Exercise description
Retype, word for word, every line from the one holding "filename crates/strata-types/src/lib.rs" through the one holding "by the CRDT" in the entries below, both included, and only those lines.

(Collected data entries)
====

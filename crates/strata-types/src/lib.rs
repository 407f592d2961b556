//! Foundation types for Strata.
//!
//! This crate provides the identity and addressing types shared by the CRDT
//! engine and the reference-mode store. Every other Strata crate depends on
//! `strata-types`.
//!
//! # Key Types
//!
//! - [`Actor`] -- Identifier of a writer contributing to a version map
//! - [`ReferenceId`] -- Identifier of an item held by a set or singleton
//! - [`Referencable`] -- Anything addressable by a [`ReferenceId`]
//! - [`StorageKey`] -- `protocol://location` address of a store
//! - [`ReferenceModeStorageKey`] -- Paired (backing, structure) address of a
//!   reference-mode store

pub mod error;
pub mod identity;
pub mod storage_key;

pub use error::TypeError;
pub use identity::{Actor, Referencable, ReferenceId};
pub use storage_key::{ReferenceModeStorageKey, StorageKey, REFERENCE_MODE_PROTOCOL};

====

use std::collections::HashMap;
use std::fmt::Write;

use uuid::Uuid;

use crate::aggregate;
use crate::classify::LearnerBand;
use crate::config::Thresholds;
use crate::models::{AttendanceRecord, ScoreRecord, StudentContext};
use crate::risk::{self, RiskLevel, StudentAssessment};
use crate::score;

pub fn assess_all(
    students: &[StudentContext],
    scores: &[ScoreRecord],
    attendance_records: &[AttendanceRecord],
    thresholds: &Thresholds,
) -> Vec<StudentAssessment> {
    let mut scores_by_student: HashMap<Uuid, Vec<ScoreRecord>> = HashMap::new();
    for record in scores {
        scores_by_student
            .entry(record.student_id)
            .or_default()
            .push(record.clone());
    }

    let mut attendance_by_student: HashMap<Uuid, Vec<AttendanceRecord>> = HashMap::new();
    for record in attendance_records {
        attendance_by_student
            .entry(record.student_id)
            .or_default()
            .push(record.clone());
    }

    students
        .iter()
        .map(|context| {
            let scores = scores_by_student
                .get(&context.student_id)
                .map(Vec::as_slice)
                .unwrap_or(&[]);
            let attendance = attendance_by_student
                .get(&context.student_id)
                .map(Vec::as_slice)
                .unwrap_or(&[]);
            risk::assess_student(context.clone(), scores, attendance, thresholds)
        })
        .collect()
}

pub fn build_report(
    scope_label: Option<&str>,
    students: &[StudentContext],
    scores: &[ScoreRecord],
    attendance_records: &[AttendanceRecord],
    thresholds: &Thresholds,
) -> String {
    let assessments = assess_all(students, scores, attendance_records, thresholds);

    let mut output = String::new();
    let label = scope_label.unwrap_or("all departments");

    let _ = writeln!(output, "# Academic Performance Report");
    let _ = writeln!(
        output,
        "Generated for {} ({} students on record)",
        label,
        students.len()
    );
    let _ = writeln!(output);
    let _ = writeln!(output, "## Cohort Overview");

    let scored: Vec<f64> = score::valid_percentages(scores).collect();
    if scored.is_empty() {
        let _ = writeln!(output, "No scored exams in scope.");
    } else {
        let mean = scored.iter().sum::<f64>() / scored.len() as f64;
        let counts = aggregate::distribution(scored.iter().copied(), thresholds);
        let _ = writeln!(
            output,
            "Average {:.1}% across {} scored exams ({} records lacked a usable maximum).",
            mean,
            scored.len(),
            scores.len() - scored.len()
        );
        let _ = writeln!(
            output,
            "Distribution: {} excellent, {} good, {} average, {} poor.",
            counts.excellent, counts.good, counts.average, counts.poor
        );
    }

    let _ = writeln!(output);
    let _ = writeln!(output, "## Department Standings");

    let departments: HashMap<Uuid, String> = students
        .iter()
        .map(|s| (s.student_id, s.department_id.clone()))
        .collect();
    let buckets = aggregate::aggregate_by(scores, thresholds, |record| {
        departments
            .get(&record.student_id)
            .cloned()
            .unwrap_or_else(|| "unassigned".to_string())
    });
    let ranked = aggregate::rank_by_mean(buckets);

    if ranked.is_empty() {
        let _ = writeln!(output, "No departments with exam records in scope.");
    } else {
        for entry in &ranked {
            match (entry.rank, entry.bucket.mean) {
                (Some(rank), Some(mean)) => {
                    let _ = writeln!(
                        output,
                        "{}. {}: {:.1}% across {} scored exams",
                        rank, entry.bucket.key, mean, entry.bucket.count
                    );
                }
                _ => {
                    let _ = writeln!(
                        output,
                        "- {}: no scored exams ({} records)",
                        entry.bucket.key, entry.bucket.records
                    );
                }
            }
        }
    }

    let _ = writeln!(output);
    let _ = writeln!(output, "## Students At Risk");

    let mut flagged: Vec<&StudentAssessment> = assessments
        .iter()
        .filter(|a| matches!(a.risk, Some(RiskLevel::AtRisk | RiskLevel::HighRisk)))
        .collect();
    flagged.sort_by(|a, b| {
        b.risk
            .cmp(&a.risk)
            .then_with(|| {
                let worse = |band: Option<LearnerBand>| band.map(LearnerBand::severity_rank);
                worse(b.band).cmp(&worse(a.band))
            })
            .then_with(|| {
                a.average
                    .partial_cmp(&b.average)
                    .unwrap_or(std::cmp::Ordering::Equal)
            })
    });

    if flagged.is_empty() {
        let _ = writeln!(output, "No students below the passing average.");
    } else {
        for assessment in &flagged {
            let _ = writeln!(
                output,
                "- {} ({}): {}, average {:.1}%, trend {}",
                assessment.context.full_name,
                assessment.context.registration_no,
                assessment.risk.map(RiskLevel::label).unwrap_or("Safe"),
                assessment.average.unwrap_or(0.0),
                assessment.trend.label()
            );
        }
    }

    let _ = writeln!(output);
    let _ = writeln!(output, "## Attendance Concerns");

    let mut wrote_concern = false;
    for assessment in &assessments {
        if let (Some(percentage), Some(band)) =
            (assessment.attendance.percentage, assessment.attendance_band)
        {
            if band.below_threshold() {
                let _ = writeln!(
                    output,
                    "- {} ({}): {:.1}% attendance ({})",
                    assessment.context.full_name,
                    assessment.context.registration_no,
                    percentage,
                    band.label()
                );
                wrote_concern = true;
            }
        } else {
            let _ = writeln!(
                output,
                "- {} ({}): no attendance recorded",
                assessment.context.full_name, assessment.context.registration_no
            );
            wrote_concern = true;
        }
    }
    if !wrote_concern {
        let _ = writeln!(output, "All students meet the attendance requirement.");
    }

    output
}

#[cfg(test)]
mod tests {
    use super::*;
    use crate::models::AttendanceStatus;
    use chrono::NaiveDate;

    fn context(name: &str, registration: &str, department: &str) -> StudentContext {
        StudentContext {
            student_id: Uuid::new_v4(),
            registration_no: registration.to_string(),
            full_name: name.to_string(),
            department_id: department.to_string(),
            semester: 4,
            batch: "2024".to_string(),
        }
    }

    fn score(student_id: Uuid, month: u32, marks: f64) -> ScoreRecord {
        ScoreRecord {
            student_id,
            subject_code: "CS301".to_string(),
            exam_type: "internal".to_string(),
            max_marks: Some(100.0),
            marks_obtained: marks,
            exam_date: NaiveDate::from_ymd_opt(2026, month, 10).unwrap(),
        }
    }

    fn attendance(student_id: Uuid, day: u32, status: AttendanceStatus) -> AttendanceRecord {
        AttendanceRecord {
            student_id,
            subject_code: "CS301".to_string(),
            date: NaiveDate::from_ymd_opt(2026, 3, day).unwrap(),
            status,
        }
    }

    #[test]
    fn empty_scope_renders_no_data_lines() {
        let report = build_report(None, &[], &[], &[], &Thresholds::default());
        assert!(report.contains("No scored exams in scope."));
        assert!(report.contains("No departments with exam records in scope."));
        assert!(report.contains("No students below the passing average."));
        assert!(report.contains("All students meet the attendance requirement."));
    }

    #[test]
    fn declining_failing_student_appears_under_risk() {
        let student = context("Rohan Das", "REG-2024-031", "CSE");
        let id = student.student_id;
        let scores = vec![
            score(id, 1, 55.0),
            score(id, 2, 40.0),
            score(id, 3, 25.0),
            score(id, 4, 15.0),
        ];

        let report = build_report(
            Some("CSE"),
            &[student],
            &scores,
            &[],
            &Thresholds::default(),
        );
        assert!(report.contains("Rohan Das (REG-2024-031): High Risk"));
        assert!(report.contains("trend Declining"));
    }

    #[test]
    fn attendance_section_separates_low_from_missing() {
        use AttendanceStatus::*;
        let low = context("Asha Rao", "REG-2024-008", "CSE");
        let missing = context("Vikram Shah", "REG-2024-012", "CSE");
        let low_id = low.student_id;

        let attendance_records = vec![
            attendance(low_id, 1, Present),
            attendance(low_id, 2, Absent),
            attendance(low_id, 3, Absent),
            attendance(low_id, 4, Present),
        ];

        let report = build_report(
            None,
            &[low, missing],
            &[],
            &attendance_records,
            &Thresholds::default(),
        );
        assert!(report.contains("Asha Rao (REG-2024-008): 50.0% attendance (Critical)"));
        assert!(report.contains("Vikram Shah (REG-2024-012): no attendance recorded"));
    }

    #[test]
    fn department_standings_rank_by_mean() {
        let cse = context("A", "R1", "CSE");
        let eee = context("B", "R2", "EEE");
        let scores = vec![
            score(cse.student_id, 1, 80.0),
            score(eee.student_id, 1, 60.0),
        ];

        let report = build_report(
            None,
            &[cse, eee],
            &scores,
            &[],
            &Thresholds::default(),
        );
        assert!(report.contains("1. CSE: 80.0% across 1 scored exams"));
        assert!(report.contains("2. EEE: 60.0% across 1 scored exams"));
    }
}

====

Written solution
filename crates/strata-types/src/lib.rs
repository 407f592d2961b556
//! Foundation types for Strata.
//!
//! This crate provides the identity and addressing types shared by the CRDT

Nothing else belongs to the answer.